The new knee joint can last upwards of 20 years.
“A few decades ago, we weren’t sure how long a new knee would last, and might say about 10 years,” Bomberg said. “Now, we know there’s an 80-percent chance the knee replacement will last 20 years.”
An improved design and the ability to precisely position implants have both contributed to the longer lifespan of replacement knees. And by monitoring the joint, it may also be possible to replace the plastic as it wears out while leaving the embedded metal alone.
“We definitely have seen an improvement in design, particularly to the weight-bearing surface,” Bomberg said. “In most situations, there’s every reason to think your knee replacement will last you the rest of your life.”
Surgery is smoother
A decade ago, a knee replacement may have resulted in significant blood loss and intense pain directly after the surgery.
Now, blood transfusions are rarely needed, and long-acting numbing medications are placed inside the knee, helping to better control pain for the first few days after surgery.
The knee is sealed up with absorbable stitches and skin glue, and since the dressing is watertight, patients can often shower the day after surgery.

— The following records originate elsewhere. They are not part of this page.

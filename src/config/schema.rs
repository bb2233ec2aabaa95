//! Configuration schema definitions.
//!
//! This module defines the complete configuration structure for the proxy.
//! All types derive Serde traits for deserialization from config files.

use serde::{Deserialize, Serialize};

/// Public Etherscan v2 endpoint.
pub const DEFAULT_UPSTREAM_URL: &str = "https://api.etherscan.io/v2/api";

/// Root configuration for the explorer proxy.
#[derive(Debug, Clone, Deserialize, Serialize, Default)]
#[serde(default)]
pub struct ProxyConfig {
    /// Listener configuration (bind address).
    pub listener: ListenerConfig,

    /// Etherscan upstream settings.
    pub upstream: UpstreamConfig,

    /// Per-client rate limiting.
    pub rate_limit: RateLimitConfig,

    /// Cross-origin policy for the frontend.
    pub cors: CorsConfig,

    /// Timeout configuration.
    pub timeouts: TimeoutConfig,

    /// Static frontend serving.
    pub frontend: FrontendConfig,

    /// Observability settings.
    pub observability: ObservabilityConfig,
}

impl ProxyConfig {
    /// Apply deployment overrides from the environment.
    ///
    /// `ETHERSCAN_APIKEY` replaces the configured key and `PORT` rebinds the
    /// listener to `0.0.0.0:$PORT`.
    pub fn apply_env_overrides(&mut self) {
        if let Ok(key) = std::env::var(API_KEY_ENV_VAR) {
            if !key.trim().is_empty() {
                self.upstream.api_key = Some(key.trim().to_string());
            }
        }
        if let Ok(port) = std::env::var(PORT_ENV_VAR) {
            if let Ok(port) = port.trim().parse::<u16>() {
                self.listener.bind_address = format!("0.0.0.0:{}", port);
            } else {
                tracing::warn!(value = %port, "Ignoring non-numeric PORT");
            }
        }
    }
}

/// Environment variable holding the Etherscan API key.
pub const API_KEY_ENV_VAR: &str = "ETHERSCAN_APIKEY";

/// Environment variable holding the listen port (set by hosting platforms).
pub const PORT_ENV_VAR: &str = "PORT";

/// Listener configuration.
#[derive(Debug, Clone, Deserialize, Serialize)]
#[serde(default)]
pub struct ListenerConfig {
    /// Bind address (e.g., "0.0.0.0:5000").
    pub bind_address: String,
}

impl Default for ListenerConfig {
    fn default() -> Self {
        Self {
            bind_address: "0.0.0.0:5000".to_string(),
        }
    }
}

/// Etherscan upstream configuration.
#[derive(Clone, Deserialize, Serialize)]
#[serde(default)]
pub struct UpstreamConfig {
    /// Base URL of the Etherscan v2 API.
    pub base_url: String,

    /// Server-held API key. Never sent to clients or logged.
    pub api_key: Option<String>,

    /// Chain ID sent with every call (1 = Ethereum mainnet).
    pub chain_id: u64,

    /// Per-call timeout in seconds.
    pub timeout_secs: u64,

    /// Minimum spacing between outbound calls in milliseconds.
    /// When unset, 200 ms with an API key and 5000 ms without.
    pub min_interval_ms: Option<u64>,

    /// Number of recent transactions in a wallet summary.
    pub recent_tx_limit: u32,

    /// ERC-20 tokens checked in a wallet summary.
    pub tokens: Vec<TokenConfig>,
}

impl UpstreamConfig {
    /// Whether an API key is configured.
    pub fn has_api_key(&self) -> bool {
        self.api_key.as_deref().is_some_and(|k| !k.is_empty())
    }

    /// Effective pacing interval between outbound calls.
    pub fn pacing_interval_ms(&self) -> u64 {
        match self.min_interval_ms {
            Some(ms) => ms,
            None if self.has_api_key() => 200,
            None => 5000,
        }
    }
}

impl std::fmt::Debug for UpstreamConfig {
    fn fmt(&self, f: &mut std::fmt::Formatter<'_>) -> std::fmt::Result {
        f.debug_struct("UpstreamConfig")
            .field("base_url", &self.base_url)
            .field("api_key", &self.api_key.as_ref().map(|_| "<redacted>"))
            .field("chain_id", &self.chain_id)
            .field("timeout_secs", &self.timeout_secs)
            .field("min_interval_ms", &self.min_interval_ms)
            .field("recent_tx_limit", &self.recent_tx_limit)
            .field("tokens", &self.tokens)
            .finish()
    }
}

impl Default for UpstreamConfig {
    fn default() -> Self {
        Self {
            base_url: DEFAULT_UPSTREAM_URL.to_string(),
            api_key: None,
            chain_id: 1,
            timeout_secs: 10,
            min_interval_ms: None,
            recent_tx_limit: 10,
            tokens: default_tokens(),
        }
    }
}

/// An ERC-20 token checked for balances.
#[derive(Debug, Clone, Deserialize, Serialize, PartialEq, Eq)]
pub struct TokenConfig {
    /// Display symbol (e.g., "USDC").
    pub symbol: String,

    /// Token contract address.
    pub address: String,

    /// Token decimals (default: 18).
    #[serde(default = "default_decimals")]
    pub decimals: u8,
}

fn default_decimals() -> u8 {
    18
}

fn default_tokens() -> Vec<TokenConfig> {
    [
        ("USDC", "0xA0b86991c6218b36c1d19D4a2e9Eb0cE3606eB48", 6),
        ("DAI", "0x6B175474E89094C44Da98b954EedeAC495271d0F", 18),
        ("WETH", "0xC02aaA39b223FE8D0A0e5C4F27eAD9083C756Cc2", 18),
        ("UNI", "0x1f9840a85d5aF5bf1D1762F925BDADdC4201F984", 18),
    ]
    .into_iter()
    .map(|(symbol, address, decimals)| TokenConfig {
        symbol: symbol.to_string(),
        address: address.to_string(),
        decimals,
    })
    .collect()
}

/// Rate limiting configuration.
#[derive(Debug, Clone, Deserialize, Serialize)]
#[serde(default)]
pub struct RateLimitConfig {
    /// Enable rate limiting.
    pub enabled: bool,

    /// Maximum requests per client within one window.
    pub max_requests: u32,

    /// Window length in seconds.
    pub window_secs: u64,

    /// Key clients by the first X-Forwarded-For entry instead of the peer IP.
    pub trust_forwarded_for: bool,
}

impl Default for RateLimitConfig {
    fn default() -> Self {
        Self {
            enabled: true,
            max_requests: 30,
            window_secs: 60,
            trust_forwarded_for: false,
        }
    }
}

/// CORS configuration.
#[derive(Debug, Clone, Deserialize, Serialize, Default)]
#[serde(default)]
pub struct CorsConfig {
    /// Allowed frontend origins (e.g., "https://example.com").
    /// Empty or containing "*" allows any origin.
    pub allowed_origins: Vec<String>,
}

impl CorsConfig {
    /// Whether the policy allows every origin.
    pub fn allows_any(&self) -> bool {
        self.allowed_origins.is_empty() || self.allowed_origins.iter().any(|o| o == "*")
    }
}

/// Timeout configuration.
#[derive(Debug, Clone, Deserialize, Serialize)]
#[serde(default)]
pub struct TimeoutConfig {
    /// Request timeout (total time for request/response) in seconds.
    pub request_secs: u64,
}

impl Default for TimeoutConfig {
    fn default() -> Self {
        Self { request_secs: 60 }
    }
}

/// Static frontend configuration.
#[derive(Debug, Clone, Deserialize, Serialize, Default)]
#[serde(default)]
pub struct FrontendConfig {
    /// Directory served at `/`. Unset disables static serving.
    pub static_dir: Option<String>,
}

/// Observability configuration.
#[derive(Debug, Clone, Deserialize, Serialize)]
#[serde(default)]
pub struct ObservabilityConfig {
    /// Log level (trace, debug, info, warn, error).
    pub log_level: String,

    /// Enable metrics endpoint.
    pub metrics_enabled: bool,

    /// Metrics endpoint bind address.
    pub metrics_address: String,
}

impl Default for ObservabilityConfig {
    fn default() -> Self {
        Self {
            log_level: "info".to_string(),
            metrics_enabled: false,
            metrics_address: "0.0.0.0:9090".to_string(),
        }
    }
}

Typically, patients stay a night or two in the hospital after a surgery, instead of the four or five that were previously the norm.
“It’s easier for patients to get out of bed the day of surgery,” Bomberg said. “There is much greater functionality occurring the day after.”
New medications aid in the process
A newer medication called tranexamic acid is used to successfully stabilize blood clots and reduce blood loss, and studies have now shown that aspirin is effective at preventing post-operative clots for patients who have a normal clotting risk, which means many patients don’t have to take other blood thinners that may require regular blood tests. Pain medications have also advanced, helping to better manage pain.
It’s easier to return to activity
After surgery, the focus is on helping patients get back to their regular activities.
“The experience is much more geared towards a person who wants to restore function,” Bomberg said. “If you’ve been a skier, we expect you can go back and ski.”
Keep in mind that the first four to six weeks post-surgery should be focused on gradually restoring basic activities while it takes four to six months for higher levels of athletic pursuits.
“Have a realistic sense of the recovery, and know that it takes some work,” Bomberg said.
While a number of things have changed, one has stayed the same. Orthopedic surgeons enjoy helping patients restore motion and find relief from pain.
“Before a knee replacement, a patient may have tried exercises, a brace, anti-inflammatory medications, steroid injections, physical therapy, and still been in so much pain that the knee was dictating their lives, saying what they could or couldn’t do,” Bomberg said. “It’s a real joy to get somebody back to the things that they love.”